Description of the task:
The answer must be every line of the records in which the string "LiveCell" appears.

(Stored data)

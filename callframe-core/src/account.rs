//! Account banks
//!
//! Protocol backends (SIP, H.323) expose their accounts through a
//! [`Bank`]; the process-wide [`AccountCore`] aggregates every bank and
//! re-publishes account-level events scoped to the owning bank, so a
//! front-end can watch a single point for "some account somewhere
//! changed".

use std::rc::Rc;

use tracing::debug;

use crate::actor::Actor;
use crate::live::{LiveCell, LiveObject, Question};
use crate::signal::Signal;
use crate::store::ObjectStore;

/// A registrable account. The engine manages its lifecycle and
/// notifications only; what makes an account valid is the backend's
/// business.
pub trait Account: LiveObject {
    /// The runtime actions this account offers (enable, edit, remove,
    /// ...).
    fn actor(&self) -> &Actor;
}

/// A collection of accounts owned by one backend.
pub trait Bank: LiveObject {
    fn account_added(&self) -> &Signal<Rc<dyn Account>>;
    fn account_updated(&self) -> &Signal<Rc<dyn Account>>;
    fn account_removed(&self) -> &Signal<Rc<dyn Account>>;
    fn visit_accounts(&self, visitor: &mut dyn FnMut(&Rc<dyn Account>) -> bool);
}

/// Reusable [`Bank`] implementation for backends to compose.
///
/// Wraps one [`ObjectStore`] of accounts; a membership change also
/// surfaces as the bank's own `updated`, which is how the change
/// travels further up once the bank is registered in an
/// [`AccountCore`]. Questions from any account chain into the bank's
/// `questions` before the account's `account_added` fires.
pub struct BankImpl {
    live: LiveCell,
    store: ObjectStore<dyn Account>,
}

impl BankImpl {
    pub fn new(name: impl Into<String>) -> Self {
        let live = LiveCell::new(name);
        let store: ObjectStore<dyn Account> = ObjectStore::new();

        {
            let updated = live.updated().clone();
            drop(store.object_added().connect_late(move |_| updated.emit(&())));
        }
        {
            let updated = live.updated().clone();
            drop(store.object_removed().connect_late(move |_| updated.emit(&())));
        }
        {
            let questions = live.questions().clone();
            drop(store.questions().connect(move |question| questions.emit(question)));
        }

        Self { live, store }
    }

    /// Register an account; idempotent, announces `account_added`.
    pub fn add_account(&self, account: Rc<dyn Account>) {
        self.store.add_object(account);
    }

    /// Deregister an account; silent no-op if absent.
    pub fn remove_account(&self, account: &Rc<dyn Account>) {
        self.store.remove_object(account);
    }

    pub fn remove_all_accounts(&self) {
        self.store.remove_all_objects();
    }

    pub fn find_account(&self, name: &str) -> Option<Rc<dyn Account>> {
        self.store.objects().into_iter().find(|a| a.name() == name)
    }

    pub fn len(&self) -> usize {
        self.store.len()
    }

    pub fn is_empty(&self) -> bool {
        self.store.is_empty()
    }
}

impl LiveObject for BankImpl {
    fn name(&self) -> &str {
        self.live.name()
    }

    fn removed(&self) -> &Signal<()> {
        self.live.removed()
    }

    fn updated(&self) -> &Signal<()> {
        self.live.updated()
    }

    fn questions(&self) -> &Signal<Rc<Question>> {
        self.live.questions()
    }
}

impl Bank for BankImpl {
    fn account_added(&self) -> &Signal<Rc<dyn Account>> {
        self.store.object_added()
    }

    fn account_updated(&self) -> &Signal<Rc<dyn Account>> {
        self.store.object_updated()
    }

    fn account_removed(&self) -> &Signal<Rc<dyn Account>> {
        self.store.object_removed()
    }

    fn visit_accounts(&self, visitor: &mut dyn FnMut(&Rc<dyn Account>) -> bool) {
        self.store.visit_objects(|account| visitor(account));
    }
}

impl std::fmt::Debug for BankImpl {
    fn fmt(&self, f: &mut std::fmt::Formatter<'_>) -> std::fmt::Result {
        f.debug_struct("BankImpl")
            .field("name", &self.live.name())
            .field("accounts", &self.store.len())
            .finish()
    }
}

/// Process-wide registry of account banks.
pub struct AccountCore {
    banks: ObjectStore<dyn Bank>,
    account_added: Signal<(Rc<dyn Bank>, Rc<dyn Account>)>,
    account_updated: Signal<(Rc<dyn Bank>, Rc<dyn Account>)>,
    account_removed: Signal<(Rc<dyn Bank>, Rc<dyn Account>)>,
}

impl Default for AccountCore {
    fn default() -> Self {
        Self::new()
    }
}

impl AccountCore {
    pub fn new() -> Self {
        Self {
            banks: ObjectStore::new(),
            account_added: Signal::new(),
            account_updated: Signal::new(),
            account_removed: Signal::new(),
        }
    }

    /// Register a bank. The scoped account forwarding is installed
    /// before `bank_added` fires, so an observer reacting to the new
    /// bank cannot cause a missed account event.
    pub fn add_bank(&self, bank: Rc<dyn Bank>) {
        let added = self.account_added.clone();
        let updated = self.account_updated.clone();
        let removed = self.account_removed.clone();
        self.banks.add_object_with(bank, move |bank| {
            debug!(bank = %bank.name(), "bank registered with account core");
            vec![
                forward_scoped(bank, bank.account_added(), added),
                forward_scoped(bank, bank.account_updated(), updated),
                forward_scoped(bank, bank.account_removed(), removed),
            ]
        });
    }

    pub fn remove_bank(&self, bank: &Rc<dyn Bank>) {
        self.banks.remove_object(bank);
    }

    pub fn bank_added(&self) -> &Signal<Rc<dyn Bank>> {
        self.banks.object_added()
    }

    pub fn bank_updated(&self) -> &Signal<Rc<dyn Bank>> {
        self.banks.object_updated()
    }

    pub fn bank_removed(&self) -> &Signal<Rc<dyn Bank>> {
        self.banks.object_removed()
    }

    /// Account events from every registered bank, scoped to the owning
    /// bank.
    pub fn account_added(&self) -> &Signal<(Rc<dyn Bank>, Rc<dyn Account>)> {
        &self.account_added
    }

    pub fn account_updated(&self) -> &Signal<(Rc<dyn Bank>, Rc<dyn Account>)> {
        &self.account_updated
    }

    pub fn account_removed(&self) -> &Signal<(Rc<dyn Bank>, Rc<dyn Account>)> {
        &self.account_removed
    }

    /// Questions raised anywhere below, forwarded unmodified.
    pub fn questions(&self) -> &Signal<Rc<Question>> {
        self.banks.questions()
    }

    pub fn visit_banks(&self, visitor: impl FnMut(&Rc<dyn Bank>) -> bool) {
        self.banks.visit_objects(visitor);
    }

    pub fn len(&self) -> usize {
        self.banks.len()
    }

    pub fn is_empty(&self) -> bool {
        self.banks.is_empty()
    }
}

impl std::fmt::Debug for AccountCore {
    fn fmt(&self, f: &mut std::fmt::Formatter<'_>) -> std::fmt::Result {
        f.debug_struct("AccountCore")
            .field("banks", &self.banks.len())
            .finish()
    }
}

fn forward_scoped(
    bank: &Rc<dyn Bank>,
    signal: &Signal<Rc<dyn Account>>,
    target: Signal<(Rc<dyn Bank>, Rc<dyn Account>)>,
) -> crate::signal::Connection {
    let weak = Rc::downgrade(bank);
    signal.connect_late(move |account| {
        if let Some(bank) = weak.upgrade() {
            target.emit(&(bank, Rc::clone(account)));
        }
    })
}

#[cfg(test)]
mod tests {
    use super::*;
    use crate::testing::{SignalRecorder, StubObject};

    fn account(name: &str) -> Rc<dyn Account> {
        StubObject::new(name)
    }

    #[test]
    fn test_bank_forwards_account_events() {
        let bank = BankImpl::new("sip");
        let added: SignalRecorder<Rc<dyn Account>> = SignalRecorder::new();
        drop(added.record(bank.account_added()));

        let bank_updates: SignalRecorder<()> = SignalRecorder::new();
        drop(bank_updates.record(bank.updated()));

        let alice = account("alice@example.net");
        bank.add_account(alice.clone());

        assert_eq!(added.count(), 1);
        // Membership changes mark the bank itself updated.
        assert_eq!(bank_updates.count(), 1);

        bank.remove_account(&alice);
        assert_eq!(bank_updates.count(), 2);
        assert!(bank.is_empty());
    }

    #[test]
    fn test_find_account_by_name() {
        let bank = BankImpl::new("sip");
        bank.add_account(account("alice@example.net"));
        bank.add_account(account("bob@example.net"));

        assert!(bank.find_account("bob@example.net").is_some());
        assert!(bank.find_account("carol@example.net").is_none());
    }

    #[test]
    fn test_core_scopes_account_events_to_bank() {
        let core = AccountCore::new();
        let scoped: SignalRecorder<(Rc<dyn Bank>, Rc<dyn Account>)> = SignalRecorder::new();
        drop(scoped.record(core.account_added()));

        let bank: Rc<BankImpl> = Rc::new(BankImpl::new("sip"));
        core.add_bank(bank.clone());
        bank.add_account(account("alice@example.net"));

        assert_eq!(scoped.count(), 1);
        let (owner, added) = scoped.events().remove(0);
        assert_eq!(owner.name(), "sip");
        assert_eq!(added.name(), "alice@example.net");
    }

    #[test]
    fn test_forwarding_installed_before_bank_added_fires() {
        // An observer that populates the bank from inside bank_added
        // must not cause a missed scoped account event.
        let core = Rc::new(AccountCore::new());
        let scoped: SignalRecorder<(Rc<dyn Bank>, Rc<dyn Account>)> = SignalRecorder::new();
        drop(scoped.record(core.account_added()));

        let bank: Rc<BankImpl> = Rc::new(BankImpl::new("h323"));
        let to_add = bank.clone();
        drop(core.bank_added().connect(move |_| {
            to_add.add_account(StubObject::new("eager@example.net"));
        }));

        core.add_bank(bank);
        assert_eq!(scoped.count(), 1);
    }

    #[test]
    fn test_questions_reach_the_core() {
        let core = AccountCore::new();
        let questions: SignalRecorder<Rc<Question>> = SignalRecorder::new();
        drop(questions.record(core.questions()));

        let bank: Rc<BankImpl> = Rc::new(BankImpl::new("sip"));
        core.add_bank(bank.clone());

        let alice = StubObject::new("alice@example.net");
        bank.add_account(alice.clone());
        alice.raise(Question::new("auth", "password for alice?", |_| {}));

        assert_eq!(questions.count(), 1);
        assert_eq!(questions.events()[0].prompt(), "password for alice?");
    }

    #[test]
    fn test_removing_bank_stops_scoped_forwarding() {
        let core = AccountCore::new();
        let scoped: SignalRecorder<(Rc<dyn Bank>, Rc<dyn Account>)> = SignalRecorder::new();
        drop(scoped.record(core.account_added()));

        let concrete = Rc::new(BankImpl::new("sip"));
        let bank: Rc<dyn Bank> = concrete.clone();
        core.add_bank(bank.clone());
        core.remove_bank(&bank);

        // Adding to the deregistered bank must not reach the core.
        concrete.add_account(account("late@example.net"));

        assert_eq!(scoped.count(), 0);
    }
}
#[cfg(test)]
mod tests {
    use super::*;
    use crate::testing::{SignalRecorder, StubObject};
    use std::cell::Cell;

    fn store() -> ObjectStore<StubObject> {
        ObjectStore::new()
    }

    #[test]
    fn test_add_is_idempotent() {
        let store = store();
        let added: SignalRecorder<Rc<StubObject>> = SignalRecorder::new();
        drop(added.record(store.object_added()));

        let a = StubObject::new("a");
        store.add_object(a.clone());
        store.add_object(a.clone());

        assert_eq!(added.count(), 1);
        assert_eq!(store.len(), 1);
    }

    #[test]
    fn test_explicit_removal() {
        let store = store();
        let removed: SignalRecorder<Rc<StubObject>> = SignalRecorder::new();
        drop(removed.record(store.object_removed()));

        let a = StubObject::new("a");
        store.add_object(a.clone());
        store.remove_object(&a);
        store.remove_object(&a);

        assert_eq!(removed.count(), 1);
        assert!(store.is_empty());
        // All subscriptions are gone: the object announcing itself
        // again must not re-trigger store events.
        a.vanish();
        assert_eq!(removed.count(), 1);
    }

    #[test]
    fn test_self_announced_removal_converges() {
        let store = store();
        let removed: SignalRecorder<Rc<StubObject>> = SignalRecorder::new();
        drop(removed.record(store.object_removed()));

        let a = StubObject::new("a");
        store.add_object(a.clone());
        a.vanish();

        assert_eq!(removed.count(), 1);
        assert!(store.is_empty());
    }

    #[test]
    fn test_updated_is_forwarded() {
        let store = store();
        let updated: SignalRecorder<Rc<StubObject>> = SignalRecorder::new();
        drop(updated.record(store.object_updated()));

        let a = StubObject::new("a");
        store.add_object(a.clone());
        a.touch();
        a.touch();

        assert_eq!(updated.count(), 2);

        store.remove_object(&a);
        a.touch();
        assert_eq!(updated.count(), 2);
    }

    #[test]
    fn test_remove_all_objects() {
        let store = store();
        let removed: SignalRecorder<Rc<StubObject>> = SignalRecorder::new();
        drop(removed.record(store.object_removed()));

        for name in ["a", "b", "c", "d"] {
            store.add_object(StubObject::new(name));
        }
        store.remove_all_objects();

        assert_eq!(removed.count(), 4);
        assert!(store.is_empty());
    }

    #[test]
    fn test_removed_observer_may_remove_others() {
        // An object_removed handler that itself deregisters another
        // object must not derail the bulk teardown.
        let store = store();
        let a = StubObject::new("a");
        let b = StubObject::new("b");
        store.add_object(a.clone());
        store.add_object(b.clone());

        let hits = Rc::new(Cell::new(0));
        let h = hits.clone();
        let entries = store.objects();
        let st = store.clone();
        drop(store.object_removed().connect(move |_| {
            h.set(h.get() + 1);
            for other in &entries {
                st.remove_object(other);
            }
        }));

        store.remove_all_objects();
        assert!(store.is_empty());
        assert_eq!(hits.get(), 2);
    }

    #[test]
    fn test_added_fires_after_subscriptions_installed() {
        // Touching the object from inside the added handler must
        // already be observable as object_updated.
        let store = store();
        let updated: SignalRecorder<Rc<StubObject>> = SignalRecorder::new();
        drop(updated.record(store.object_updated()));
        drop(store.object_added().connect(|object: &Rc<StubObject>| object.touch()));

        store.add_object(StubObject::new("a"));
        assert_eq!(updated.count(), 1);
    }

    #[test]
    fn test_questions_chained() {
        let store = store();
        let questions: SignalRecorder<Rc<Question>> = SignalRecorder::new();
        drop(questions.record(store.questions()));

        let a = StubObject::new("a");
        store.add_object(a.clone());
        a.raise(Question::new("auth", "password?", |_| {}));

        assert_eq!(questions.count(), 1);
        assert_eq!(questions.events()[0].title(), "auth");
    }

    #[test]
    fn test_add_object_completes_pending_bundle() {
        // Forwarding piggy-backed before registration must not swallow
        // the registration itself.
        let store = store();
        let added: SignalRecorder<Rc<StubObject>> = SignalRecorder::new();
        let removed: SignalRecorder<Rc<StubObject>> = SignalRecorder::new();
        drop(added.record(store.object_added()));
        drop(removed.record(store.object_removed()));

        let a = StubObject::new("a");
        let side = Signal::<()>::new();
        let hits = Rc::new(Cell::new(0));
        let h = hits.clone();
        store.add_connection(&a, side.connect(move |_| h.set(h.get() + 1)));

        store.add_object(a.clone());
        assert_eq!(added.count(), 1);

        // The early connection is part of the same bundle.
        side.emit(&());
        assert_eq!(hits.get(), 1);

        // Lifecycle subscriptions were installed by the registration.
        a.vanish();
        assert_eq!(removed.count(), 1);
        assert!(store.is_empty());
        side.emit(&());
        assert_eq!(hits.get(), 1);
    }

    #[test]
    fn test_pending_bundle_removal_is_silent() {
        let store = store();
        let removed: SignalRecorder<Rc<StubObject>> = SignalRecorder::new();
        drop(removed.record(store.object_removed()));

        let a = StubObject::new("a");
        let side = Signal::<()>::new();
        store.add_connection(&a, side.connect(|_| {}));

        // The object was never announced, so its removal is not either.
        store.remove_object(&a);
        assert_eq!(removed.count(), 0);
        assert!(!store.contains(&a));
    }

    #[test]
    fn test_visit_objects_short_circuits() {
        let store = store();
        for name in ["a", "b", "c"] {
            store.add_object(StubObject::new(name));
        }

        let mut seen = Vec::new();
        store.visit_objects(|object| {
            seen.push(object.name().to_string());
            seen.len() < 2
        });
        assert_eq!(seen, vec!["a", "b"]);
    }

    #[test]
    fn test_add_connection_creates_bundle_without_event() {
        let store = store();
        let added: SignalRecorder<Rc<StubObject>> = SignalRecorder::new();
        drop(added.record(store.object_added()));

        let a = StubObject::new("a");
        let side = Signal::<()>::new();
        let hits = Rc::new(Cell::new(0));
        let h = hits.clone();
        store.add_connection(&a, side.connect(move |_| h.set(h.get() + 1)));

        assert_eq!(added.count(), 0);
        assert!(store.contains(&a));

        side.emit(&());
        assert_eq!(hits.get(), 1);

        store.remove_object(&a);
        side.emit(&());
        assert_eq!(hits.get(), 1);
    }
}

The completed task:
use crate::live::{LiveCell, LiveObject, Question};
    live: LiveCell,
        let live = LiveCell::new(name);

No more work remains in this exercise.